* _What you should do_: Scan each line of the records for the word "tracing" and extract the ones that have it.

★ ★ ★ ★

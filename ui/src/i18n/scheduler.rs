//! Namespace priority tiers and route-driven preloading.
//!
//! - `critical` namespaces are awaited before any localized render.
//! - `high` namespaces start right after, in the background.
//! - `medium`/`low` namespaces load on demand after a short stagger so
//!   they do not compete with the first paint.

use std::collections::BTreeMap;
use std::fmt;

use futures::future::join_all;

use super::config::{I18nConfig, NamespaceConfig};
use super::I18n;
use crate::core::{platform, timing};

/// Namespace loaded when a route has no entry in the table.
pub const DEFAULT_NAMESPACE: &str = "common";

#[derive(Debug, Clone, Copy, PartialEq, Eq, PartialOrd, Ord, Hash)]
pub enum Priority {
    Critical,
    High,
    Medium,
    Low,
}

impl fmt::Display for Priority {
    fn fmt(&self, f: &mut fmt::Formatter<'_>) -> fmt::Result {
        let label = match self {
            Self::Critical => "critical",
            Self::High => "high",
            Self::Medium => "medium",
            Self::Low => "low",
        };
        f.write_str(label)
    }
}

/// Static namespace -> tier classification.
#[derive(Debug, Clone, PartialEq)]
pub struct NamespaceTiers {
    tiers: BTreeMap<String, Priority>,
    critical: Vec<String>,
}

impl NamespaceTiers {
    pub fn from_config(config: &NamespaceConfig) -> Self {
        let mut tiers = BTreeMap::new();
        // Lower tiers first so a namespace listed twice keeps its highest tier.
        for (names, priority) in [
            (&config.low, Priority::Low),
            (&config.medium, Priority::Medium),
            (&config.high, Priority::High),
            (&config.critical, Priority::Critical),
        ] {
            for name in names {
                tiers.insert(name.clone(), priority);
            }
        }
        Self {
            tiers,
            critical: dedup(config.critical.iter().cloned()),
        }
    }

    /// Unknown namespaces are `Low`.
    pub fn priority(&self, namespace: &str) -> Priority {
        self.tiers.get(namespace).copied().unwrap_or(Priority::Low)
    }

    pub fn critical(&self) -> &[String] {
        &self.critical
    }
}

/// Route path -> namespaces the view needs.
#[derive(Debug, Clone, PartialEq, Default)]
pub struct RouteTable {
    routes: BTreeMap<String, Vec<String>>,
}

impl RouteTable {
    pub fn new(routes: BTreeMap<String, Vec<String>>) -> Self {
        let routes = routes
            .into_iter()
            .map(|(path, namespaces)| (normalize_route(&path), namespaces))
            .collect();
        Self { routes }
    }

    /// Exact match first, then the longest matching segment prefix
    /// (`/documents/42` uses `/documents`). Unmatched routes get `common`.
    pub fn namespaces_for(&self, route: &str) -> Vec<String> {
        let path = normalize_route(route);
        if let Some(namespaces) = self.routes.get(&path) {
            return namespaces.clone();
        }

        let mut prefix = path.as_str();
        while let Some(cut) = prefix.rfind('/') {
            prefix = &prefix[..cut];
            if prefix.is_empty() {
                // "/" is a catch-all only on an exact match.
                break;
            }
            if let Some(namespaces) = self.routes.get(prefix) {
                return namespaces.clone();
            }
        }

        vec![DEFAULT_NAMESPACE.to_string()]
    }
}

/// Strip query/fragment and trailing slashes; always starts with `/`.
fn normalize_route(route: &str) -> String {
    let path = route.split(['?', '#']).next().unwrap_or("");
    let trimmed = path.trim_end_matches('/');
    if trimmed.is_empty() {
        "/".to_string()
    } else if trimmed.starts_with('/') {
        trimmed.to_string()
    } else {
        format!("/{trimmed}")
    }
}

fn dedup(names: impl IntoIterator<Item = String>) -> Vec<String> {
    let mut out: Vec<String> = Vec::new();
    for name in names {
        if !out.contains(&name) {
            out.push(name);
        }
    }
    out
}

/// Namespaces for one route, partitioned by tier in load order.
#[derive(Debug, Clone, PartialEq, Eq, Default)]
pub struct NamespacePlan {
    pub critical: Vec<String>,
    pub high: Vec<String>,
    pub medium: Vec<String>,
    pub low: Vec<String>,
}

impl NamespacePlan {
    /// Every namespace in tier order.
    pub fn ordered(&self) -> Vec<(Priority, String)> {
        let tiers = [
            (Priority::Critical, &self.critical),
            (Priority::High, &self.high),
            (Priority::Medium, &self.medium),
            (Priority::Low, &self.low),
        ];
        tiers
            .into_iter()
            .flat_map(|(priority, names)| names.iter().map(move |n| (priority, n.clone())))
            .collect()
    }

    pub fn deferred(&self) -> Vec<String> {
        self.medium.iter().chain(self.low.iter()).cloned().collect()
    }
}

/// Builds plans from the configured tables.
#[derive(Debug, Clone, PartialEq)]
pub struct Planner {
    tiers: NamespaceTiers,
    routes: RouteTable,
}

impl Planner {
    pub fn from_config(config: &I18nConfig) -> Self {
        Self {
            tiers: NamespaceTiers::from_config(&config.namespaces),
            routes: RouteTable::new(config.routes.clone()),
        }
    }

    pub fn tiers(&self) -> &NamespaceTiers {
        &self.tiers
    }

    pub fn routes(&self) -> &RouteTable {
        &self.routes
    }

    /// The globally critical namespaces always lead the critical tier.
    pub fn plan_for_route(&self, route: &str) -> NamespacePlan {
        let mut plan = NamespacePlan {
            critical: self.tiers.critical().to_vec(),
            ..NamespacePlan::default()
        };
        for namespace in self.routes.namespaces_for(route) {
            let already = plan.ordered().iter().any(|(_, n)| *n == namespace);
            if already {
                continue;
            }
            match self.tiers.priority(&namespace) {
                Priority::Critical => plan.critical.push(namespace),
                Priority::High => plan.high.push(namespace),
                Priority::Medium => plan.medium.push(namespace),
                Priority::Low => plan.low.push(namespace),
            }
        }
        plan
    }
}

/// Drives loads for an [`I18n`] instance according to the plan.
#[derive(Clone)]
pub struct Scheduler {
    i18n: I18n,
}

impl Scheduler {
    pub fn new(i18n: I18n) -> Self {
        Self { i18n }
    }

    pub fn plan_for_route(&self, route: &str) -> NamespacePlan {
        self.i18n.planner().plan_for_route(route)
    }

    /// Await every critical namespace in `language` and the fallback
    /// language.
    pub async fn load_critical(&self, language: &str) {
        let critical = self.i18n.planner().tiers().critical().to_vec();
        self.load_all(language, &critical).await;
    }

    /// Await the route's critical tier, then start the rest in the
    /// background. Returns the plan that was scheduled.
    pub async fn prepare_route(&self, route: &str) -> NamespacePlan {
        let plan = self.plan_for_route(route);
        let language = self.i18n.language();
        self.load_all(&language, &plan.critical).await;

        if !plan.high.is_empty() {
            let this = self.clone();
            let high = plan.high.clone();
            let language = language.clone();
            platform::spawn_future(async move {
                this.load_in_background(&language, &high).await;
            });
        }

        let deferred = plan.deferred();
        if !deferred.is_empty() {
            let this = self.clone();
            let language = language.clone();
            platform::spawn_future(async move {
                timing::sleep_ms(this.i18n.config().preload.on_demand_delay_ms).await;
                this.load_in_background(&language, &deferred).await;
            });
        }

        tracing::debug!(route, ?plan, "scheduled namespace preloads");
        plan
    }

    /// Load one namespace for a view about to render, after the stagger.
    pub async fn load_on_demand(&self, namespace: &str) {
        timing::sleep_ms(self.i18n.config().preload.on_demand_delay_ms).await;
        self.i18n.load_namespace(namespace).await;
    }

    async fn load_all(&self, language: &str, namespaces: &[String]) {
        let fallback = self.i18n.fallback_language();
        let mut loads = Vec::with_capacity(namespaces.len() * 2);
        for namespace in namespaces {
            loads.push(self.i18n.load(language, namespace));
            if fallback != language {
                loads.push(self.i18n.load(&fallback, namespace));
            }
        }
        join_all(loads).await;
    }

    /// Load `namespaces` in `language` and the fallback language. Returns
    /// the (tier, language, namespace) loads that came back empty.
    async fn load_in_background(&self, language: &str, namespaces: &[String]) -> Vec<(Priority, String, String)> {
        let fallback = self.i18n.fallback_language();
        let tiers = self.i18n.planner().tiers();
        let mut loads = Vec::with_capacity(namespaces.len() * 2);
        for namespace in namespaces {
            let tier = tiers.priority(namespace);
            let mut languages = vec![language.to_string()];
            if fallback != language {
                languages.push(fallback.clone());
            }
            for lang in languages {
                let load = self.i18n.load(&lang, namespace);
                let namespace = namespace.clone();
                loads.push(async move { (tier, lang, namespace, load.await) });
            }
        }

        let mut empty = Vec::new();
        for (tier, language, namespace, dictionary) in join_all(loads).await {
            if dictionary.is_empty() {
                tracing::warn!(%tier, language = %language, namespace = %namespace, "background preload produced no translations");
                empty.push((tier, language, namespace));
            }
        }
        empty
    }
}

★ ★ ★ ★

* _Answer for the task_:
        tracing::debug!(route, ?plan, "scheduled namespace preloads");
                tracing::warn!(%tier, language = %language, namespace = %namespace, "background preload produced no translations");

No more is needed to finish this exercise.